* _Problem description_
Look below for the line holding "pub struct InboundMessage" and the line holding "or after reconnect)". Repeat those two and everything between, exactly.

*** Extracted information ***

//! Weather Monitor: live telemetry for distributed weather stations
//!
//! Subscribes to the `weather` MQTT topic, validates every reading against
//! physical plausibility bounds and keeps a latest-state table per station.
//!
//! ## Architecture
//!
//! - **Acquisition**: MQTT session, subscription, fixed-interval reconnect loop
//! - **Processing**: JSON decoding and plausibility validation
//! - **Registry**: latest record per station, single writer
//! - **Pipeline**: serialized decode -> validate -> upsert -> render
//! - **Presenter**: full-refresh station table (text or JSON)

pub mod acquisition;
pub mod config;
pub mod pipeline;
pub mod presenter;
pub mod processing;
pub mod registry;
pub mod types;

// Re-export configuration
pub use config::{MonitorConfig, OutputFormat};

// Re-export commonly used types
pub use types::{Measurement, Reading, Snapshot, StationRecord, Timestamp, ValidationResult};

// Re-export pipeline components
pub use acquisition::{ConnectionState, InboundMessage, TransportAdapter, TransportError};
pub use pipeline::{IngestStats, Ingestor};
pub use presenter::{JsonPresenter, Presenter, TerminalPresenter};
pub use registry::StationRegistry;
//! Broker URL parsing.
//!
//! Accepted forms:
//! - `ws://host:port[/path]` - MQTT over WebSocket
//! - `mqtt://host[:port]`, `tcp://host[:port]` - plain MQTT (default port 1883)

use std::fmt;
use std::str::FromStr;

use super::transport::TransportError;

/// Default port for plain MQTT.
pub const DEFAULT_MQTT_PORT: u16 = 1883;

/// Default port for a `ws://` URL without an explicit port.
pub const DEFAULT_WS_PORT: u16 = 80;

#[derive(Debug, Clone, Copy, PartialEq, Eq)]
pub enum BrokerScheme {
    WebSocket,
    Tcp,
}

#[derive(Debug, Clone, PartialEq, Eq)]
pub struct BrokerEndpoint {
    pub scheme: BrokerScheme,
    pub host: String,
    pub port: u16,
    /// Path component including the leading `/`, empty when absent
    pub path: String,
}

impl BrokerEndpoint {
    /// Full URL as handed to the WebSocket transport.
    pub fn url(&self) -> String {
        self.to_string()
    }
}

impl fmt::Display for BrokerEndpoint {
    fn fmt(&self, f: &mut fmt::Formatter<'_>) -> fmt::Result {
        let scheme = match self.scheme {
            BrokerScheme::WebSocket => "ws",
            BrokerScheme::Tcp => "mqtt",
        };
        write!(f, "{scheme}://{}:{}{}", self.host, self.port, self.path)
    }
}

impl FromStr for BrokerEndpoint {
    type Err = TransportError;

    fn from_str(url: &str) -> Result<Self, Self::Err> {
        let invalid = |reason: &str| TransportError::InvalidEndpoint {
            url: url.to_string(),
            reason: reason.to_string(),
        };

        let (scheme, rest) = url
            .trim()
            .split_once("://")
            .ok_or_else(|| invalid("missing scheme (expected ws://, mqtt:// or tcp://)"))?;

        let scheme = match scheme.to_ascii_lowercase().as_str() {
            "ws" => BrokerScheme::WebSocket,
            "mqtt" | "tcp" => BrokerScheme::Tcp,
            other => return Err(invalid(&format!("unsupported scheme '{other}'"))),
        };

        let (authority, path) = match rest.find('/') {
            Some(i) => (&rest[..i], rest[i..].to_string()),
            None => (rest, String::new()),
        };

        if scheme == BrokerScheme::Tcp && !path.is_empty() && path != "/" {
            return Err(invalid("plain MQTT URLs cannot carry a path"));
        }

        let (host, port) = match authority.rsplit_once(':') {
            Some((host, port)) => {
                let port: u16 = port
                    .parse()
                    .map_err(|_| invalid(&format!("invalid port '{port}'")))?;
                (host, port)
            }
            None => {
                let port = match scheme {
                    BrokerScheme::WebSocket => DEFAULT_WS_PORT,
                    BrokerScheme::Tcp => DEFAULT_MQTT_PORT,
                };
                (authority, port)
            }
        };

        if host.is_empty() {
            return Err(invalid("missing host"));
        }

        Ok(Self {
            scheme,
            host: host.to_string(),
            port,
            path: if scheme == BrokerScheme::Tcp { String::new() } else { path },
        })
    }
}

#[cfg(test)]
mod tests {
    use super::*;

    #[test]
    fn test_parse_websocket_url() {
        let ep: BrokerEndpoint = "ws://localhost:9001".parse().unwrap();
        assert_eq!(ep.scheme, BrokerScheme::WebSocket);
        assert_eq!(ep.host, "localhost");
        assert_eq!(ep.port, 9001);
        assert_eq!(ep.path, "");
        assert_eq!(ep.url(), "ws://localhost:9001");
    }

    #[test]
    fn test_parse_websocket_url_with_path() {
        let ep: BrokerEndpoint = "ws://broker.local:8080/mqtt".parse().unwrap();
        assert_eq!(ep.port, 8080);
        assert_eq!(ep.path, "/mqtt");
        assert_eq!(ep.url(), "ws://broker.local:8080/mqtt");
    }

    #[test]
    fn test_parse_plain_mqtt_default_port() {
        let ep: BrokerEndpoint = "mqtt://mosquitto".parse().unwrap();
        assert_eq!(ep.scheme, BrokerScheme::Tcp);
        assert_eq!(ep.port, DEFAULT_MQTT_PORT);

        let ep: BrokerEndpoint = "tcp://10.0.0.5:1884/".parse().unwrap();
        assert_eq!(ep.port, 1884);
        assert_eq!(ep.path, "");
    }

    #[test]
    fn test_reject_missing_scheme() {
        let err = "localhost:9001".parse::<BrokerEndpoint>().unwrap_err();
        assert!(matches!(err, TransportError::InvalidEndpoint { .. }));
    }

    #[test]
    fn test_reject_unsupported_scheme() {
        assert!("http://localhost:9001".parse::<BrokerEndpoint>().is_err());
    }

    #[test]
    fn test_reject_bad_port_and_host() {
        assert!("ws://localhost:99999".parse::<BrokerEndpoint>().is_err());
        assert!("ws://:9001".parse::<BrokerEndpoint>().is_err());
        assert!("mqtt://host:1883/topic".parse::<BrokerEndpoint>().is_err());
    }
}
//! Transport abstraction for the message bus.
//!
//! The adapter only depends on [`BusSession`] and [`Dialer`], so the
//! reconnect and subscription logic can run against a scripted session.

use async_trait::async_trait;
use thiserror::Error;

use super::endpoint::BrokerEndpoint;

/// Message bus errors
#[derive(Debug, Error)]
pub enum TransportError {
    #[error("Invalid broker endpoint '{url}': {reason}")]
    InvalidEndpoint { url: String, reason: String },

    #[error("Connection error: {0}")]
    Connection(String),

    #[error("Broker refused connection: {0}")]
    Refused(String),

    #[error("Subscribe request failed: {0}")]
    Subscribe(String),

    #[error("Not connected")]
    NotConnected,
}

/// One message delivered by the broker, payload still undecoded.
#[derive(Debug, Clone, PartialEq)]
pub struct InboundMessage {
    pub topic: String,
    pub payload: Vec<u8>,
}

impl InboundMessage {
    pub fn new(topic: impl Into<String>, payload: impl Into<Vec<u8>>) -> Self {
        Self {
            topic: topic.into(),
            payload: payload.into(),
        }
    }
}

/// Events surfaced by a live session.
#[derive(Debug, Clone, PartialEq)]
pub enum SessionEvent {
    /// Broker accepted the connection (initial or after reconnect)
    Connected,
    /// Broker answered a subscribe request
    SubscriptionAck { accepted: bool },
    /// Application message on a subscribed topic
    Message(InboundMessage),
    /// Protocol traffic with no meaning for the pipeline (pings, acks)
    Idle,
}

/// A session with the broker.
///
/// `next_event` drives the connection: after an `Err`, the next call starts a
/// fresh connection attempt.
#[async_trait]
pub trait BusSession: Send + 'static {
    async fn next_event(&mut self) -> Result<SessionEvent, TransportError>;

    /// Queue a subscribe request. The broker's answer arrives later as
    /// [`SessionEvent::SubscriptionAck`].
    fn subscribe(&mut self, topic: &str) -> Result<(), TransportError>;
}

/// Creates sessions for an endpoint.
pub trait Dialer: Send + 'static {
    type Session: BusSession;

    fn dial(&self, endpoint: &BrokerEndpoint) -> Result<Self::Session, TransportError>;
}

*** End of Extracted information ***

* _Response below_
pub struct InboundMessage {
    pub topic: String,
    pub payload: Vec<u8>,
}

impl InboundMessage {
    pub fn new(topic: impl Into<String>, payload: impl Into<Vec<u8>>) -> Self {
        Self {
            topic: topic.into(),
            payload: payload.into(),
        }
    }
}

/// Events surfaced by a live session.
#[derive(Debug, Clone, PartialEq)]
pub enum SessionEvent {
    /// Broker accepted the connection (initial or after reconnect)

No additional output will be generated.